GIVEN INFORMATION:
[Start of section]
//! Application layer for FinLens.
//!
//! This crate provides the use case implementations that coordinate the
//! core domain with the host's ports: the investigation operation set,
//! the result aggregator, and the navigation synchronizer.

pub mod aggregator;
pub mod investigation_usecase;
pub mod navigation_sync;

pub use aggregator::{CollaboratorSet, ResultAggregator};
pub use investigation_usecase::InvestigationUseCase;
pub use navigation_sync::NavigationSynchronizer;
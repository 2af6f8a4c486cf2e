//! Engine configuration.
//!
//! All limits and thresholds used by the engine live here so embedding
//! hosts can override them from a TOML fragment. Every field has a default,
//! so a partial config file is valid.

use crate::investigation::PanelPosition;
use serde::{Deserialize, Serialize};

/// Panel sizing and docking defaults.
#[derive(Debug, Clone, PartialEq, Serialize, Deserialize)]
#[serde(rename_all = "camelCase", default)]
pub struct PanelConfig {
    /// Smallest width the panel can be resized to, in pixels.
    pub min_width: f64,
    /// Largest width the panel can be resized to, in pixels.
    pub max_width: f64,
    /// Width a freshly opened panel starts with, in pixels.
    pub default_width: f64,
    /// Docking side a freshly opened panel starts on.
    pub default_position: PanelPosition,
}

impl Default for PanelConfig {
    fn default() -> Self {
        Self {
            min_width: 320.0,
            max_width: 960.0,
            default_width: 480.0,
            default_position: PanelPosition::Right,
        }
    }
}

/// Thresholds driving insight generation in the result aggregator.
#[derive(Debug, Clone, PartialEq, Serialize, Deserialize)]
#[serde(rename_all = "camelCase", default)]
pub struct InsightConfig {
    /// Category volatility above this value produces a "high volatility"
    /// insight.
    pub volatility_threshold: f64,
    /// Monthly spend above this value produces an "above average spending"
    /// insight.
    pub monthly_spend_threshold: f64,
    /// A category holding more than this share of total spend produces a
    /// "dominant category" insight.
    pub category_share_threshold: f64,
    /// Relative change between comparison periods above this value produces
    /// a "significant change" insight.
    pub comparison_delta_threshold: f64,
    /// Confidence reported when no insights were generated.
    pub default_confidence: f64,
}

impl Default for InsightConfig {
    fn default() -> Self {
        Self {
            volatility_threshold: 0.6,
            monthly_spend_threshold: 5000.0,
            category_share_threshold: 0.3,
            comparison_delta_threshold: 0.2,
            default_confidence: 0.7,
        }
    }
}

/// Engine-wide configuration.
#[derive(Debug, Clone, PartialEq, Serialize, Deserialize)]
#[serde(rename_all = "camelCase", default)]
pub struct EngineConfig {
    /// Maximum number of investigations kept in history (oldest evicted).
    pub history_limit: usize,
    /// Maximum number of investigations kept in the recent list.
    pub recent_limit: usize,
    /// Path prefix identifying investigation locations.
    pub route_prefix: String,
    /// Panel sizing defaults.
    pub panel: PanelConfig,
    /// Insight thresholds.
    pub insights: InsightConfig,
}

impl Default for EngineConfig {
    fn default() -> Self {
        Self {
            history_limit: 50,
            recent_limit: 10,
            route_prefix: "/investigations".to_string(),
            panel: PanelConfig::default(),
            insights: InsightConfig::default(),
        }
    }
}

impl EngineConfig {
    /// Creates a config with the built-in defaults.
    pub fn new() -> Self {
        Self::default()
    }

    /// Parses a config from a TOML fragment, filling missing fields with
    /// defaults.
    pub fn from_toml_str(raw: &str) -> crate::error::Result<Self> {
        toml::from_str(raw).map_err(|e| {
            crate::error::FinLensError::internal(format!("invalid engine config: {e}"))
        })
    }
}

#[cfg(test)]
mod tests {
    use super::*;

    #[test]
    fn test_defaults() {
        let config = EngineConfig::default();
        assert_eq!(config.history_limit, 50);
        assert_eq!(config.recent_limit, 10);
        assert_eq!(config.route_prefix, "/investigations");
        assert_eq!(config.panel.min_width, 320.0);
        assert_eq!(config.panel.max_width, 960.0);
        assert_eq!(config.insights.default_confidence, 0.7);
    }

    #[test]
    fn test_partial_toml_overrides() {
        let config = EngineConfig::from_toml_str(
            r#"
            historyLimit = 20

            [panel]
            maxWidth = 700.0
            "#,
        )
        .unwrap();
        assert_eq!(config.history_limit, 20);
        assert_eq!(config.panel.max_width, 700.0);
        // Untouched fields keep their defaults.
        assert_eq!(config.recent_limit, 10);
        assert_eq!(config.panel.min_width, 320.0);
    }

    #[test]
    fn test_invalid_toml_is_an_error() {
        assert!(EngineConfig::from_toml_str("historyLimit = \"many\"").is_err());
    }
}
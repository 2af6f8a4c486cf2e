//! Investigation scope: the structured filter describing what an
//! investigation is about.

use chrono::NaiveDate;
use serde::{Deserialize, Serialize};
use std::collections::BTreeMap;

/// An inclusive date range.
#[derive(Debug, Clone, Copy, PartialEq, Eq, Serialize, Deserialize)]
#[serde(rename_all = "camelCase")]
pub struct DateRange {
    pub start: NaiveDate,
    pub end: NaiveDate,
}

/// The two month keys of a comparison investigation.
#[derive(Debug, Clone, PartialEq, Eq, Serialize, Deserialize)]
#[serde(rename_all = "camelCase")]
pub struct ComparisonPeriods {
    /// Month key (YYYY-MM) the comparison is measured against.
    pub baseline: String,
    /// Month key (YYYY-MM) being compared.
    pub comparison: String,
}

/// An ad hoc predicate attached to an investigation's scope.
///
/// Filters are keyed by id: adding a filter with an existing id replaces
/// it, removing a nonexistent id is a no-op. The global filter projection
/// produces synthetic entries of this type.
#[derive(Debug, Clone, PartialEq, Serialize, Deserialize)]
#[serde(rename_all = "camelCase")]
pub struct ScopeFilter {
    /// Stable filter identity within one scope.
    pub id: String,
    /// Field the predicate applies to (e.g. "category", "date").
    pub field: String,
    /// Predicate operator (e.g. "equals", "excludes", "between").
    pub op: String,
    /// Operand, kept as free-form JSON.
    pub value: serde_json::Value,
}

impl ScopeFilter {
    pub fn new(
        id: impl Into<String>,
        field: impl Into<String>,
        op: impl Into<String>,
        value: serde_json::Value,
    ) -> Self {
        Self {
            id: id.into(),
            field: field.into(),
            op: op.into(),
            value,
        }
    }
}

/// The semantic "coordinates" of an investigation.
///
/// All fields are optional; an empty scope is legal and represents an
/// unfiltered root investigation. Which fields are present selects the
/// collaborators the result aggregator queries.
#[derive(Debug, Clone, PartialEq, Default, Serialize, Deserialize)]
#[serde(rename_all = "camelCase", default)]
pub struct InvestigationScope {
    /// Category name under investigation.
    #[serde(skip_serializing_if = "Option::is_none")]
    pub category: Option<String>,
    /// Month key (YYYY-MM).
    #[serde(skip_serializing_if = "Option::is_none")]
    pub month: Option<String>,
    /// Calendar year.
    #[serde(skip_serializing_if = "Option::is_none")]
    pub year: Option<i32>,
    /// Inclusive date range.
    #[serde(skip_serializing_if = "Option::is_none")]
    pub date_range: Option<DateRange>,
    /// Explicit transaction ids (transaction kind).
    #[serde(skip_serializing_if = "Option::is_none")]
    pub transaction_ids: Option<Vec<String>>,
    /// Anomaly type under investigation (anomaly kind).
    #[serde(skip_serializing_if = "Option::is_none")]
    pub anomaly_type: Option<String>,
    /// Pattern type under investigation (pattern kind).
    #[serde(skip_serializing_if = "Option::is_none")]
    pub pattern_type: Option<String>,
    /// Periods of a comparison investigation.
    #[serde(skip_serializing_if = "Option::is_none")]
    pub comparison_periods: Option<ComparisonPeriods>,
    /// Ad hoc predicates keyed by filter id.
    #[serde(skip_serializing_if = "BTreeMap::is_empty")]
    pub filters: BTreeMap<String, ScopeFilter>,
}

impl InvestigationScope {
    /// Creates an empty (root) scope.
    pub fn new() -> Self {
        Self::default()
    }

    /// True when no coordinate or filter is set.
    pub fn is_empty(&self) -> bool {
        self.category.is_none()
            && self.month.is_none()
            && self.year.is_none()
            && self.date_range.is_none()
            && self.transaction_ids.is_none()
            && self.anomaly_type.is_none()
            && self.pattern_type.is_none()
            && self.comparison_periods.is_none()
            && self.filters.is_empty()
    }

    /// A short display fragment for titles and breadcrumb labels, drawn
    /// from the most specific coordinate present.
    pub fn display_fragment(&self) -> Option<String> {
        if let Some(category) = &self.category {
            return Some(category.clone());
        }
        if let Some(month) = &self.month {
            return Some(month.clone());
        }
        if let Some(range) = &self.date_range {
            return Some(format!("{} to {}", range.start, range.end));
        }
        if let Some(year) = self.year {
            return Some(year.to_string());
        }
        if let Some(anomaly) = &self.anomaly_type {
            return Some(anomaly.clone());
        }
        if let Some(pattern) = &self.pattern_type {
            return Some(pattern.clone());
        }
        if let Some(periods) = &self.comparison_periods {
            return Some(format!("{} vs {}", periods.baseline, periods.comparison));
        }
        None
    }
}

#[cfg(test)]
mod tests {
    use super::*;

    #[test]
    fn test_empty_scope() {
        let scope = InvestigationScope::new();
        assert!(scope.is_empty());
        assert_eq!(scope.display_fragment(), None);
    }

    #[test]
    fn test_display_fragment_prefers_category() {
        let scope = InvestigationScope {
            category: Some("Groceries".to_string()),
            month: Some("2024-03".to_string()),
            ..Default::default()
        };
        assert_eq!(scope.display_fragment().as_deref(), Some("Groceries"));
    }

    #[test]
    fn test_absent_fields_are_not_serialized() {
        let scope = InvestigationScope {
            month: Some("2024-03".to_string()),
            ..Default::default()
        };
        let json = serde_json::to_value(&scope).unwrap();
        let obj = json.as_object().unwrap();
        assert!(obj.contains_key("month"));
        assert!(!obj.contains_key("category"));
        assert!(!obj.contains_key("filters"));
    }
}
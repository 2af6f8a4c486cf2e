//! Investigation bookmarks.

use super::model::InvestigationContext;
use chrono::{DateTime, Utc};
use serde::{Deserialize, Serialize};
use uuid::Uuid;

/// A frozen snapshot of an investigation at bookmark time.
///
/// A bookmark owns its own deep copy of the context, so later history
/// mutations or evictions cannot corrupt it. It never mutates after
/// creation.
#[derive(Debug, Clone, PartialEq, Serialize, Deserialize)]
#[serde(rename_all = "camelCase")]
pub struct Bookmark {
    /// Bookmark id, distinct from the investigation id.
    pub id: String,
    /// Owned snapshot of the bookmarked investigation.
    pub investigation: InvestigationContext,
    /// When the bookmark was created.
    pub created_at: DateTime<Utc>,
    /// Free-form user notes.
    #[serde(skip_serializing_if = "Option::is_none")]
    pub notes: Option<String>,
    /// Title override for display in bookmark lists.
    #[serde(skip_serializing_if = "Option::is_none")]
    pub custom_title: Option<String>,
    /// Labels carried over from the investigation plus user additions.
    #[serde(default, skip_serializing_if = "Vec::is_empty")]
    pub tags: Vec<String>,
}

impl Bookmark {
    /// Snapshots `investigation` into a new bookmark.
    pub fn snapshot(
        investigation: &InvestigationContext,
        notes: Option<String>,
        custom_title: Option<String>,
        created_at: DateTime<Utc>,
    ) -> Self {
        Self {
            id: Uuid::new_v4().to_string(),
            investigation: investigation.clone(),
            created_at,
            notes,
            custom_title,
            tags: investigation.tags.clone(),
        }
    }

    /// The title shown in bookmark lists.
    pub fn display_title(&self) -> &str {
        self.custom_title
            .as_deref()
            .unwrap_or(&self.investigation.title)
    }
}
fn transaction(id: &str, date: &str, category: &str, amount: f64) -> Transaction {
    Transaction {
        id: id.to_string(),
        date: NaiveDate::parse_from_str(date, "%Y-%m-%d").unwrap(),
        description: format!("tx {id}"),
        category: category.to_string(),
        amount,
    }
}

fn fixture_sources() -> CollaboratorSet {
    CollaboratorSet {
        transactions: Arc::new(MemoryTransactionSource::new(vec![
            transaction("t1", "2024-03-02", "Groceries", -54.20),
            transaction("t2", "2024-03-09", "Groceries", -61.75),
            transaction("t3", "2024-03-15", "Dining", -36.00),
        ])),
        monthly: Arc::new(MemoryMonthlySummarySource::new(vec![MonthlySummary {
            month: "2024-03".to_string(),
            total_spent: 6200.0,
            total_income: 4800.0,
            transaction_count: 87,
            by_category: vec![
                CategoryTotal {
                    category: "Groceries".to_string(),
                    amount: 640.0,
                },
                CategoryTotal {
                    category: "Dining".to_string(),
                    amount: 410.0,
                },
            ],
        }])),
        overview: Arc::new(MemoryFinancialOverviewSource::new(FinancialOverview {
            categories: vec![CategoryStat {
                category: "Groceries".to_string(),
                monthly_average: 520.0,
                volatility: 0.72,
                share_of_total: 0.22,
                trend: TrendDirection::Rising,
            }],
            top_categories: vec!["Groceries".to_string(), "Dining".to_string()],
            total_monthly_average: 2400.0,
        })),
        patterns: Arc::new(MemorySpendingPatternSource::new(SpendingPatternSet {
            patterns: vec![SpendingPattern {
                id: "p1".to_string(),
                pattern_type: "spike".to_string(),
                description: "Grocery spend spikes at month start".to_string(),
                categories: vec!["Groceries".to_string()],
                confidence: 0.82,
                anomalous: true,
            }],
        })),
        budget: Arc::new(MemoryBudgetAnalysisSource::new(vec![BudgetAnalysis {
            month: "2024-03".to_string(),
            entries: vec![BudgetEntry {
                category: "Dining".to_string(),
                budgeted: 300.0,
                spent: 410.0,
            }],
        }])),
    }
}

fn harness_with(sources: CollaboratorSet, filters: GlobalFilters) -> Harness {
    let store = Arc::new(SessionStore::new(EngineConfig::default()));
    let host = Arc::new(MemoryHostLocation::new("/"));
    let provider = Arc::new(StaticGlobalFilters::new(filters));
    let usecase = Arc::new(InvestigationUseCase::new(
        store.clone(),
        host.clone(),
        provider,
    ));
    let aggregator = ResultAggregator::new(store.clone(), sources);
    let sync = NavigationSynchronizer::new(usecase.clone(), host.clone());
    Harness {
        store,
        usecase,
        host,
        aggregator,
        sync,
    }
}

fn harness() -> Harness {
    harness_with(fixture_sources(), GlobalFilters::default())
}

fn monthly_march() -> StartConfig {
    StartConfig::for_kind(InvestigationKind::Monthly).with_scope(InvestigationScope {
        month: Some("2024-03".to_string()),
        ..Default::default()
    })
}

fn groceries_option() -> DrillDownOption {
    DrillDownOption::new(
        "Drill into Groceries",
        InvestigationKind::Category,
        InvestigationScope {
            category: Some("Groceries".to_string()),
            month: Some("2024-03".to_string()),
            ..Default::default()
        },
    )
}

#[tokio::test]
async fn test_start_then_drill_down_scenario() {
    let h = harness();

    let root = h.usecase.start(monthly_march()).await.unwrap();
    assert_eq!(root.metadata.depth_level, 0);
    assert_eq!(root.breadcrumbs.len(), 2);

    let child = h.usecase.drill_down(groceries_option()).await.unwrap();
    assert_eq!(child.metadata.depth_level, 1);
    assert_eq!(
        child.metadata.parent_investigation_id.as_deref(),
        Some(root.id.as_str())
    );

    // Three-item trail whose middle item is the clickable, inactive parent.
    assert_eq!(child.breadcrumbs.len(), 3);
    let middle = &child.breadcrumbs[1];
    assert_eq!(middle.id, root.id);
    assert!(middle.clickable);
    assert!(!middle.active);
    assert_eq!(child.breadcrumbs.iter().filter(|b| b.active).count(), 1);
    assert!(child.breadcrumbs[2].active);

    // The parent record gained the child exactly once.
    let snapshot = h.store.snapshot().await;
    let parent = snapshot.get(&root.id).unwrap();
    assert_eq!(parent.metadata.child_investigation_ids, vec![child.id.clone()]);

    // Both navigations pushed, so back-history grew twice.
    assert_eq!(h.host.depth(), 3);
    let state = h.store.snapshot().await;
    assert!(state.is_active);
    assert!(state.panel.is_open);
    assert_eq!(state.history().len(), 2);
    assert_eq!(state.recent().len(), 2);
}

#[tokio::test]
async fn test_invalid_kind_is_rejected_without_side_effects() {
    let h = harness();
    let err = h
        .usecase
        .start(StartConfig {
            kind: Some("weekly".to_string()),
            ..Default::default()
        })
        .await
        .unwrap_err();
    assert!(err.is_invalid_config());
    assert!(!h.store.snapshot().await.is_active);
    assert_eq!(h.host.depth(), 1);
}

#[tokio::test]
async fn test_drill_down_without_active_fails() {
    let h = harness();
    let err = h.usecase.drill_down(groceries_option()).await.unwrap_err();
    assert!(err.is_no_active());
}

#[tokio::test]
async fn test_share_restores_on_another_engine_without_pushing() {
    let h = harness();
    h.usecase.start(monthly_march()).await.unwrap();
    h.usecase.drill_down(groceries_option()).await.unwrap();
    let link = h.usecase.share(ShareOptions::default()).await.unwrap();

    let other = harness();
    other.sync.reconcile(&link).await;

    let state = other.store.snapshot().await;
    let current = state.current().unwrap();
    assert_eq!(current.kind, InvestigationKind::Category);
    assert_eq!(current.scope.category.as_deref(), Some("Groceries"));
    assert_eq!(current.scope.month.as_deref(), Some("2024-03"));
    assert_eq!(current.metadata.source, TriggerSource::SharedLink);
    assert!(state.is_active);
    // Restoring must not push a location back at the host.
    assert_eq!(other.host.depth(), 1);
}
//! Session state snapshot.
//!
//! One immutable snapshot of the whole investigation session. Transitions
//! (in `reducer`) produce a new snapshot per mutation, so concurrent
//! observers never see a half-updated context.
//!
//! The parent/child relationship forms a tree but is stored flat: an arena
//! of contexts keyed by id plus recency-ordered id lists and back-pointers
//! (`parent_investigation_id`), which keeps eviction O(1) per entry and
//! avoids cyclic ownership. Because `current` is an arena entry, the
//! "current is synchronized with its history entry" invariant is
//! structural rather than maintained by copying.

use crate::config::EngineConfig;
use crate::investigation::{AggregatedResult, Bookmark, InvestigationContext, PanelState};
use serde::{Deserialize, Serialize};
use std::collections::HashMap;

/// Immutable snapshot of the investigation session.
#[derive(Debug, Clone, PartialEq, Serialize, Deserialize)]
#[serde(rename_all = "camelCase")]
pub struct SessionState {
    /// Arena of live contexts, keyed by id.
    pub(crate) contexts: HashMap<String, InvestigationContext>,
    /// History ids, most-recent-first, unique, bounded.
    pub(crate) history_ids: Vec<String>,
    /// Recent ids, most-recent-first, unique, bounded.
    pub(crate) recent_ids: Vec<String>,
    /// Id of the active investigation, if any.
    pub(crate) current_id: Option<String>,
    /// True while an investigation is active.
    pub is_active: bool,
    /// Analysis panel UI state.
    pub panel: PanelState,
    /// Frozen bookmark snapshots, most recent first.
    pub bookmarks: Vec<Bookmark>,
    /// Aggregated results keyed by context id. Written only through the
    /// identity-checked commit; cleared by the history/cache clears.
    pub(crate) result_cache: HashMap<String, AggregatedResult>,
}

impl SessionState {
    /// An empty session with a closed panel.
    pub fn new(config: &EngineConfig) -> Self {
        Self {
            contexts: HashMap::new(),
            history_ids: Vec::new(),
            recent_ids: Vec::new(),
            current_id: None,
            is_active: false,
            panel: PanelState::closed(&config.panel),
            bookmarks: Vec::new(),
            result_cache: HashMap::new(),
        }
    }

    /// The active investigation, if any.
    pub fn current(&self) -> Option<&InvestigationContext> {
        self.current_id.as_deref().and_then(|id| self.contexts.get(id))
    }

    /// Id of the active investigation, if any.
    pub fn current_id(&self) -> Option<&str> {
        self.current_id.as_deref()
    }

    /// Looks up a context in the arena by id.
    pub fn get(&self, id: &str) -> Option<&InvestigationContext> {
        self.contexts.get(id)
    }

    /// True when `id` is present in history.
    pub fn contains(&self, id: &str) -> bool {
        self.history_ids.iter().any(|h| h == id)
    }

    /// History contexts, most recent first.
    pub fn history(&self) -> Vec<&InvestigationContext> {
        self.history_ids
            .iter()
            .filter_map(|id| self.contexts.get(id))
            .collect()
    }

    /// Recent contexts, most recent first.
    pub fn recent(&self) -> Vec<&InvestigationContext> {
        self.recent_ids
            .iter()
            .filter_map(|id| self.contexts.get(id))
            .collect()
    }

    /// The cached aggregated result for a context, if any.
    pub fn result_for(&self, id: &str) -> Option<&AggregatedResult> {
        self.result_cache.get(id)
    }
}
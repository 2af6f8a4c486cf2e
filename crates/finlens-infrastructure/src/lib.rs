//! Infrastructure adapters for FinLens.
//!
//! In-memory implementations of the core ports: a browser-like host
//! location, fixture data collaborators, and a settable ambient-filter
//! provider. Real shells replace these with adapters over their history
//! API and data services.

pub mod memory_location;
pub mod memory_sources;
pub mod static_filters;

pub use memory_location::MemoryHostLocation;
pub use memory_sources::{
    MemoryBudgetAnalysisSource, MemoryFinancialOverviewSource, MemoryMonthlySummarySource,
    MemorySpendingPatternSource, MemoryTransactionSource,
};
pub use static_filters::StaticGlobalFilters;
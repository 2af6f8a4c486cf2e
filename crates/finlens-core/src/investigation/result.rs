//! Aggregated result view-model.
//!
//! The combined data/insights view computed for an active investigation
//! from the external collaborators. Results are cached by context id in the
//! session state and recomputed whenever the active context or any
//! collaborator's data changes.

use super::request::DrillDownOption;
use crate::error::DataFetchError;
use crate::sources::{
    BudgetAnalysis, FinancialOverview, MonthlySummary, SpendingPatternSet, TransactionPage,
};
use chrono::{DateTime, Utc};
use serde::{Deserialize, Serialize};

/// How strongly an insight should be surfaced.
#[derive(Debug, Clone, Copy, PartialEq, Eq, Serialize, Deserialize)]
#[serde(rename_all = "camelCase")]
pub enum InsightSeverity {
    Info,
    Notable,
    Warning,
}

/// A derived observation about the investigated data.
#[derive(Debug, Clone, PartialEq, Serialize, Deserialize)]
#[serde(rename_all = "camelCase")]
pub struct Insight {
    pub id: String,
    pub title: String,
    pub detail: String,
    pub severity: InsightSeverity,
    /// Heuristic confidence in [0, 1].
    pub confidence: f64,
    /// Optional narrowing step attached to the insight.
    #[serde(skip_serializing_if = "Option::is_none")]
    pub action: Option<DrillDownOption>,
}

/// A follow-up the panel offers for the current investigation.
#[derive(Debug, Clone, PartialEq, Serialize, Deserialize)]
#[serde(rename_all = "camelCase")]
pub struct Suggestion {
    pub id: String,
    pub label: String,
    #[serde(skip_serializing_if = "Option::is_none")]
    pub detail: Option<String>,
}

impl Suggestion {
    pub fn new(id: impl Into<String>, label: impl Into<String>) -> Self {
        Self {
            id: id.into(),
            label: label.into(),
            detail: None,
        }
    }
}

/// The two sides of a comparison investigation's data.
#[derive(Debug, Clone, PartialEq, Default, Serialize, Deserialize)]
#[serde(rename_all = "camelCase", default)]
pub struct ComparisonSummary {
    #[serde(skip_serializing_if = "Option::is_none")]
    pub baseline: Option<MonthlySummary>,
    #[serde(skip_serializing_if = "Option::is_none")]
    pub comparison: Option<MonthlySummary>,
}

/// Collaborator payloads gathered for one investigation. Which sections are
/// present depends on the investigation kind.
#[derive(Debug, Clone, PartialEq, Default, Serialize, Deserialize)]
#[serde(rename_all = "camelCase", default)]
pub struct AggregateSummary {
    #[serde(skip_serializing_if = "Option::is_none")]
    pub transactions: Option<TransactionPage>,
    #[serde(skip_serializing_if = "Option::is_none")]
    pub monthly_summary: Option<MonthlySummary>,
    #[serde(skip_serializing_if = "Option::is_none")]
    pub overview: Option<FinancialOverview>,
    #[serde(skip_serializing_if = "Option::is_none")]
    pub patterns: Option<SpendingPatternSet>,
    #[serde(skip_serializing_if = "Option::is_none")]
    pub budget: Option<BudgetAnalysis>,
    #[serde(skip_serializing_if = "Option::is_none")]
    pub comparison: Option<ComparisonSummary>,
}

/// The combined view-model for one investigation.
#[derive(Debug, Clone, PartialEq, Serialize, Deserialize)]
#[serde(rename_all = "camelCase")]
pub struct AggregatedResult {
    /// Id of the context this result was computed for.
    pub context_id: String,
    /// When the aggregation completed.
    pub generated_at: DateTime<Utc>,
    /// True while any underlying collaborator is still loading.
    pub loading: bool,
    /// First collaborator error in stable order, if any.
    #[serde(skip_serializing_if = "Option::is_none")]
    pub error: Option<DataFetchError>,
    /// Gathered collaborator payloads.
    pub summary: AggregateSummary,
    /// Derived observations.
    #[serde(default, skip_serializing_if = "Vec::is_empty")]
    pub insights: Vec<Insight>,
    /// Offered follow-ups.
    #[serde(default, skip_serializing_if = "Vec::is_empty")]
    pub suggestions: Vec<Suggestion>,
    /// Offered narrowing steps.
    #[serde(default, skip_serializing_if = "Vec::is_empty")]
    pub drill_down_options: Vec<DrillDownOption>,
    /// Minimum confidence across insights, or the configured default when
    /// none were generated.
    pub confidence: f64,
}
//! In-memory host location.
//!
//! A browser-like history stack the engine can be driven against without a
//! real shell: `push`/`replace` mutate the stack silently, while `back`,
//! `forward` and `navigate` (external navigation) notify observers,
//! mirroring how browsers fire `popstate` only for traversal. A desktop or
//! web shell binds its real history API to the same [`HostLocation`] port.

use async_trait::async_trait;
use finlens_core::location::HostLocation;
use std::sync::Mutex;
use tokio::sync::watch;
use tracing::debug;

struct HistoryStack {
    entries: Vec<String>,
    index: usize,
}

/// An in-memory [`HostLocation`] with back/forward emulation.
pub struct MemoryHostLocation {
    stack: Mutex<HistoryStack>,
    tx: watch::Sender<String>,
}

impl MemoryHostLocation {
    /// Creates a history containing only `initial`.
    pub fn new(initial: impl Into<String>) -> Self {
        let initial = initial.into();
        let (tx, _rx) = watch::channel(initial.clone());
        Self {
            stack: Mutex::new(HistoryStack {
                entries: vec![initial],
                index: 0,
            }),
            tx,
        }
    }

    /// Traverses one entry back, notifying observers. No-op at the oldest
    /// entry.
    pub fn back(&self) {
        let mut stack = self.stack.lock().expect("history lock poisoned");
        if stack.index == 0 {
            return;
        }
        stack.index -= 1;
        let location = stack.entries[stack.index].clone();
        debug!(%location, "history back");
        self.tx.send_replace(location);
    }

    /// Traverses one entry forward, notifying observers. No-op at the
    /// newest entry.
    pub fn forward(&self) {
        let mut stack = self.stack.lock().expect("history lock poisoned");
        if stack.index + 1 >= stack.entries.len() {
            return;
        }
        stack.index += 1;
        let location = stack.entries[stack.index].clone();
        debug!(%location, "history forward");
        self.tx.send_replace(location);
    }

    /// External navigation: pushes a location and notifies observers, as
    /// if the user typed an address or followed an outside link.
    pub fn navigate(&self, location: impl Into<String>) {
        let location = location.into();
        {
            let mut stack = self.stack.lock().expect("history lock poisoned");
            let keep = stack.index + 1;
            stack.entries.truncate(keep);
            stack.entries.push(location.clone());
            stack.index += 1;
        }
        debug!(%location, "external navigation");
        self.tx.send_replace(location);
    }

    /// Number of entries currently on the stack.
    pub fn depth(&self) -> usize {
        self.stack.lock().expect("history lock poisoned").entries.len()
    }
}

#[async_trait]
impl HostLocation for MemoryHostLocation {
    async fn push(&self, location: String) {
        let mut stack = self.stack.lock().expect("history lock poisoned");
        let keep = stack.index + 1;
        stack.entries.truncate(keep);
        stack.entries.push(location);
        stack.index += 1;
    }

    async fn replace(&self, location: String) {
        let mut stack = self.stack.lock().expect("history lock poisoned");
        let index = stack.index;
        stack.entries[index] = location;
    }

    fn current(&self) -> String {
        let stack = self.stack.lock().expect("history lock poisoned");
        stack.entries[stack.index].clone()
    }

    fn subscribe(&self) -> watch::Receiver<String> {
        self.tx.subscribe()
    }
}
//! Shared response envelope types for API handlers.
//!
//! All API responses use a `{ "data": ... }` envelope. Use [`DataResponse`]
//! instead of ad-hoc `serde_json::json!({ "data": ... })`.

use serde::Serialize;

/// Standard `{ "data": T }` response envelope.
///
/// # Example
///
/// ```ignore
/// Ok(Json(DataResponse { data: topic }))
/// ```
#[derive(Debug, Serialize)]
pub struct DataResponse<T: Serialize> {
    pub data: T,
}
[End of section]
I'd like the number of lines above that contain the word "against", and nothing besides that number.

YOUR SOLUTION: 2